Lecture de La boîte à outils du design thinking, par Emmanuel Brunet

Mise à jour : avril 2023.

Les revues de lecture de referenceinnovation.com sont basées sur le principe de la sérendipité (ici compris comme : stimulation de la créativité par l'exposition à un contenu). Aussi elles ne respectent jamais le plan du livre. Elles le commentent librement en se libérant de sa structure.

Un peu d'histoire

Le design thinking a déjà plus d'un demi-siècle d'existence. Il est né et a grandi dans des univers mixtes, hybrides de milieux communicants, artistes et industriels notamment. Il a investi les activités de service sur le tard, notamment à la faveur d'un mouvement de professionnalisation de l'ergonomie des interfaces utilisateurs d'applications en ligne. Il aurait inspiré les sessions de cocréation ayant présidé à l'invention de l'iPhone, et d'autre concepts variés tels que des vêtements de sport légers et transpirants ou des modèles d'économie du partage.

Situations

Les situations adaptées à l'application de la méthode design thinking sont multiples, d'où sa popularité. Fondamentalement, elle permet de créer, d'améliorer ou de réconcilier. 

 

Le design thinking permet aux entreprises de toute taille d’inventer un produit ou un service en faisant appel à la créativité des collaborateurs, des clients et des clients potentiels. La co-création est l’essence même de la méthode, considérée comme la meilleure manière de recueillir un maximum d’idées, de favoriser l’engagement des employés et de parvenir au meilleur résultat possible.

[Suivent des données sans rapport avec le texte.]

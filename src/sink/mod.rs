//! Reporting rows written to an external spreadsheet
//!
//! Each counter has a [`SheetLayout`] describing where every field of a [`DataRecord`]
//! lands. Rows are appended below the existing data: the writer reads the current row
//! count and then writes at `count + 1`. That read-then-write is not atomic, so callers
//! must not run two writers against the same sheet at once; the ingestion worker is the
//! single writer in this crate.

mod sheets;

use std::collections::{BTreeMap, HashMap};
use std::path::Path;
use std::sync::Arc;

use async_trait::async_trait;
use serde::Deserialize;
use serde_json::{Value, json};
use tracing::{info, warn};

use crate::error::{Error, Result};
use crate::models::{DataRecord, Shift};

pub use sheets::{DEFAULT_SHEETS_API, GoogleSheetsClient};

/// Spreadsheet-like store addressed by `Sheet!A1`-style ranges.
#[async_trait]
pub trait TabularSink: Send + Sync {
    async fn read_values(&self, sheet_id: &str, range: &str) -> Result<Vec<Vec<Value>>>;

    async fn update_values(&self, sheet_id: &str, range: &str, rows: Vec<Vec<Value>>) -> Result<()>;
}

/// Column indices of the fixed record fields. Fields without an index are not written.
#[derive(Debug, Clone, Default, Deserialize)]
#[serde(default)]
pub struct FixedColumns {
    pub timestamp: Option<usize>,
    pub uploader: Option<usize>,
    pub image: Option<usize>,
    pub date: Option<usize>,
    pub shift: Option<usize>,
    pub flavor: Option<usize>,
    pub size: Option<usize>,
}

#[derive(Debug, Clone, Deserialize)]
pub struct SheetLayout {
    pub spreadsheet_id: String,
    pub sheet_name: String,
    #[serde(default = "default_first_column")]
    pub first_column: String,
    #[serde(default = "default_last_column")]
    pub last_column: String,
    #[serde(default)]
    pub columns: FixedColumns,
    /// Collected label to column index
    #[serde(default)]
    pub headers: BTreeMap<String, usize>,
}

impl SheetLayout {
    /// Reject layouts that assign two fields to the same column.
    pub fn validate(&self) -> Result<()> {
        let fixed = &self.columns;
        let named = [
            ("timestamp", fixed.timestamp),
            ("uploader", fixed.uploader),
            ("image", fixed.image),
            ("date", fixed.date),
            ("shift", fixed.shift),
            ("flavor", fixed.flavor),
            ("size", fixed.size),
        ]
        .into_iter()
        .filter_map(|(name, index)| index.map(|i| (name, i)))
        .chain(self.headers.iter().map(|(label, &i)| (label.as_str(), i)));

        let mut taken: HashMap<usize, &str> = HashMap::new();
        for (name, index) in named {
            if let Some(previous) = taken.insert(index, name) {
                return Err(Error::Validation(format!(
                    "sheet {}: column {index} is assigned to both {previous} and {name}",
                    self.sheet_name
                )));
            }
        }
        Ok(())
    }
}

fn default_first_column() -> String {
    "A".to_string()
}

fn default_last_column() -> String {
    "Z".to_string()
}

/// Sheet layouts keyed by counter id.
#[derive(Debug, Clone, Default, Deserialize)]
#[serde(transparent)]
pub struct SinkLayouts(HashMap<String, SheetLayout>);

impl SinkLayouts {
    pub fn load<P: AsRef<Path>>(path: P) -> Result<Self> {
        let path = path.as_ref();
        let text = std::fs::read_to_string(path)
            .map_err(|e| Error::Validation(format!("cannot read sink layouts {}: {e}", path.display())))?;
        Self::from_json(&text)
    }

    /// Parse layouts and check each one for overlapping columns.
    pub fn from_json(text: &str) -> Result<Self> {
        let layouts: Self = serde_json::from_str(text)?;
        for layout in layouts.0.values() {
            layout.validate()?;
        }
        Ok(layouts)
    }

    pub fn get(&self, counter_id: &str) -> Option<&SheetLayout> {
        self.0.get(counter_id)
    }

    pub fn insert(&mut self, counter_id: impl Into<String>, layout: SheetLayout) {
        self.0.insert(counter_id.into(), layout);
    }
}

/// Shift number written for a record created at `hour`.
pub fn shift_for_hour(hour: u8) -> u8 {
    Shift::from_hour(hour).number()
}

/// Flatten a record into a row following `layout`.
///
/// Columns are ordered by index, indices with nothing assigned are `null`, and a header
/// whose label has no collected value is written as `0`.
pub fn build_row(record: &DataRecord, layout: &SheetLayout) -> Vec<Value> {
    let created = record.created_at;
    let date = format!(
        "{:04}-{:02}-{:02}",
        created.year(),
        u8::from(created.month()),
        created.day()
    );
    let timestamp = format!(
        "{date} {:02}:{:02}:{:02}",
        created.hour(),
        created.minute(),
        created.second()
    );

    let mut cells: BTreeMap<usize, Value> = BTreeMap::new();
    let fixed = &layout.columns;
    let mut put = |index: Option<usize>, value: Value| {
        if let Some(index) = index {
            cells.insert(index, value);
        }
    };
    put(fixed.timestamp, json!(timestamp));
    put(fixed.uploader, json!(record.uploader_identity));
    put(fixed.image, json!(record.file_url));
    put(fixed.date, json!(date));
    put(fixed.shift, json!(shift_for_hour(created.hour())));
    put(fixed.flavor, json!(record.flavor));
    put(fixed.size, json!(record.size));

    for (label, &index) in &layout.headers {
        let value = match record.collected_info_values.get(label) {
            Some(v) => json!(v),
            None => json!(0),
        };
        cells.insert(index, value);
    }

    let width = cells.keys().next_back().map_or(0, |last| last + 1);
    let mut row = vec![Value::Null; width];
    for (index, value) in cells {
        row[index] = value;
    }
    row
}

pub struct SinkWriter {
    sink: Arc<dyn TabularSink>,
    layouts: SinkLayouts,
}

impl SinkWriter {
    pub fn new(sink: Arc<dyn TabularSink>, layouts: SinkLayouts) -> Self {
        Self { sink, layouts }
    }

    /// Append the row derived from `record`. Counters without a layout are skipped.
    pub async fn write(&self, record: &DataRecord) -> Result<()> {
        let Some(layout) = self.layouts.get(&record.counter_id) else {
            warn!(counter = %record.counter_id, record = %record.id, "no sheet layout for counter, skipping sink write");
            return Ok(());
        };
        let row = build_row(record, layout);
        self.append_row(
            &layout.spreadsheet_id,
            &layout.sheet_name,
            &layout.first_column,
            &layout.last_column,
            row,
        )
        .await
    }

    /// Write `row` below the rows already present in `sheet_name!first:last`.
    pub async fn append_row(
        &self,
        sheet_id: &str,
        sheet_name: &str,
        first_column: &str,
        last_column: &str,
        row: Vec<Value>,
    ) -> Result<()> {
        let full_range = format!("{sheet_name}!{first_column}:{last_column}");
        let existing = self.sink.read_values(sheet_id, &full_range).await?;
        let target = if existing.is_empty() {
            full_range
        } else {
            format!("{sheet_name}!{first_column}{}", existing.len() + 1)
        };
        self.sink.update_values(sheet_id, &target, vec![row]).await?;
        info!(sheet = %sheet_id, range = %target, "appended row");
        Ok(())
    }
}

#[cfg(test)]
mod tests {
    use super::*;
    use crate::models::ExtractionResult;
    use parking_lot::Mutex;
    use time::macros::datetime;

    fn record(values: ExtractionResult) -> DataRecord {
        DataRecord {
            id: "r1".to_string(),
            counter_id: "C1".to_string(),
            ocr_model_id: "m1".to_string(),
            flavor: "cola".to_string(),
            size: "1L".to_string(),
            collected_info_values: values,
            uploader_identity: "op1".to_string(),
            file_url: Some("https://img/1.png".to_string()),
            created_at: datetime!(2026-03-04 21:05:09 UTC),
            updated_at: datetime!(2026-03-04 21:05:09 UTC),
        }
    }

    fn layout(headers: &[(&str, usize)], columns: FixedColumns) -> SheetLayout {
        SheetLayout {
            spreadsheet_id: "sheet".to_string(),
            sheet_name: "Data".to_string(),
            first_column: "A".to_string(),
            last_column: "J".to_string(),
            columns,
            headers: headers.iter().map(|(k, v)| (k.to_string(), *v)).collect(),
        }
    }

    #[test]
    fn row_pads_missing_columns_and_defaults_headers() {
        let rec = record([("Total", "120")].into_iter().collect());
        let row = build_row(&rec, &layout(&[("Total", 8), ("Good", 9)], FixedColumns::default()));
        assert_eq!(row.len(), 10);
        assert!(row[..8].iter().all(Value::is_null));
        assert_eq!(row[8], json!("120"));
        assert_eq!(row[9], json!(0));
    }

    #[test]
    fn fixed_columns_are_filled() {
        let columns = FixedColumns {
            timestamp: Some(0),
            uploader: Some(1),
            image: Some(2),
            date: Some(3),
            shift: Some(4),
            flavor: Some(5),
            size: Some(6),
        };
        let rec = record([("Total", "87")].into_iter().collect());
        let row = build_row(&rec, &layout(&[("Total", 7)], columns));
        assert_eq!(
            row,
            vec![
                json!("2026-03-04 21:05:09"),
                json!("op1"),
                json!("https://img/1.png"),
                json!("2026-03-04"),
                json!(3),
                json!("cola"),
                json!("1L"),
                json!("87"),
            ]
        );
    }

    #[test]
    fn layouts_parse_from_json() {
        let layouts = SinkLayouts::from_json(
            r#"{"C1": {"spreadsheet_id": "abc", "sheet_name": "Line 1", "columns": {"image": 0}, "headers": {"Total": 7}}}"#,
        )
        .unwrap();
        let layout = layouts.get("C1").unwrap();
        assert_eq!(layout.first_column, "A");
        assert_eq!(layout.headers["Total"], 7);
        assert!(layout.columns.shift.is_none());
    }

    #[test]
    fn header_on_a_fixed_column_is_rejected() {
        let err = SinkLayouts::from_json(
            r#"{"C1": {"spreadsheet_id": "abc", "sheet_name": "Line 1", "columns": {"image": 2}, "headers": {"Total": 2}}}"#,
        )
        .unwrap_err();
        assert_eq!(err.kind(), crate::error::ErrorKind::ValidationError);
        assert!(err.to_string().contains("image and Total"));
    }

    #[test]
    fn two_headers_on_one_column_are_rejected() {
        let sheet = layout(&[("Good", 3), ("Total", 3)], FixedColumns::default());
        assert!(sheet.validate().is_err());
        assert!(layout(&[("Good", 3), ("Total", 4)], FixedColumns::default()).validate().is_ok());
    }

    #[derive(Default)]
    struct MemorySink {
        rows: Mutex<Vec<Vec<Value>>>,
        writes: Mutex<Vec<String>>,
    }

    #[async_trait]
    impl TabularSink for MemorySink {
        async fn read_values(&self, _sheet_id: &str, _range: &str) -> Result<Vec<Vec<Value>>> {
            Ok(self.rows.lock().clone())
        }

        async fn update_values(&self, _sheet_id: &str, range: &str, rows: Vec<Vec<Value>>) -> Result<()> {
            self.writes.lock().push(range.to_string());
            self.rows.lock().extend(rows);
            Ok(())
        }
    }

    #[tokio::test]
    async fn appends_below_existing_rows() -> anyhow::Result<()> {
        let sink = Arc::new(MemorySink::default());
        let mut layouts = SinkLayouts::default();
        layouts.insert("C1", layout(&[("Total", 1)], FixedColumns::default()));
        let writer = SinkWriter::new(sink.clone(), layouts);

        let rec = record([("Total", "5")].into_iter().collect());
        writer.write(&rec).await?;
        writer.write(&rec).await?;
        writer.write(&rec).await?;

        assert_eq!(*sink.writes.lock(), vec!["Data!A:J", "Data!A2", "Data!A3"]);
        assert_eq!(sink.rows.lock().len(), 3);
        Ok(())
    }

    #[tokio::test]
    async fn counters_without_layout_are_skipped() -> anyhow::Result<()> {
        let sink = Arc::new(MemorySink::default());
        let writer = SinkWriter::new(sink.clone(), SinkLayouts::default());
        writer.write(&record(ExtractionResult::default())).await?;
        assert!(sink.writes.lock().is_empty());
        Ok(())
    }
}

Ce principe est compatible avec une des règles édictés par Walt Disney, qui veut qu'une innovation emerge de la rencontre de personnalités et de profils différents rassemblés autour d'un projet commun (le rêveur, le réaliste et le rabat-joie dans la terminologie de Walt Disney - cf innover comme Walt Disney). Les organisations ayant mis le design thinking au centre de leurs préoccupations passent donc du temps à solliciter et fidéliser leur communauté. Le Colibri Frenchy par exemple, une marque de sport made in France engagée pour l’environnement, a institutionnalisé cette pratique. Depuis la page « co-création » de son site internet, elle permet à ses potentiels clients de participer au processus de création des articles. Les sportifs ont l’opportunité de répondre aux questions posées par l’équipe du Colibri Frenchy, de tester les premiers exemplaires et d’aider l’entreprise à mettre au point des produits qui correspondront au mieux à leurs besoins. L'idée est que personne n’est mieux placé pour essayer et juger un prototype que ses futurs utilisateurs.

 

Quand un produit ou un service mérite d’être optimisé, modernisé ou d’être mieux adapté aux usages actuels des consommateurs, l’entreprise peut s’appuyer sur la méthode design thinking pour y parvenir. Chez DHL par exemple, clientèle et collaborateurs sont mobilisés dans un projet de co-création destiné à recueillir des idées d'amélioration d'une chaîne d’approvisionnement (cf DHL : Reinventing the role of the customer).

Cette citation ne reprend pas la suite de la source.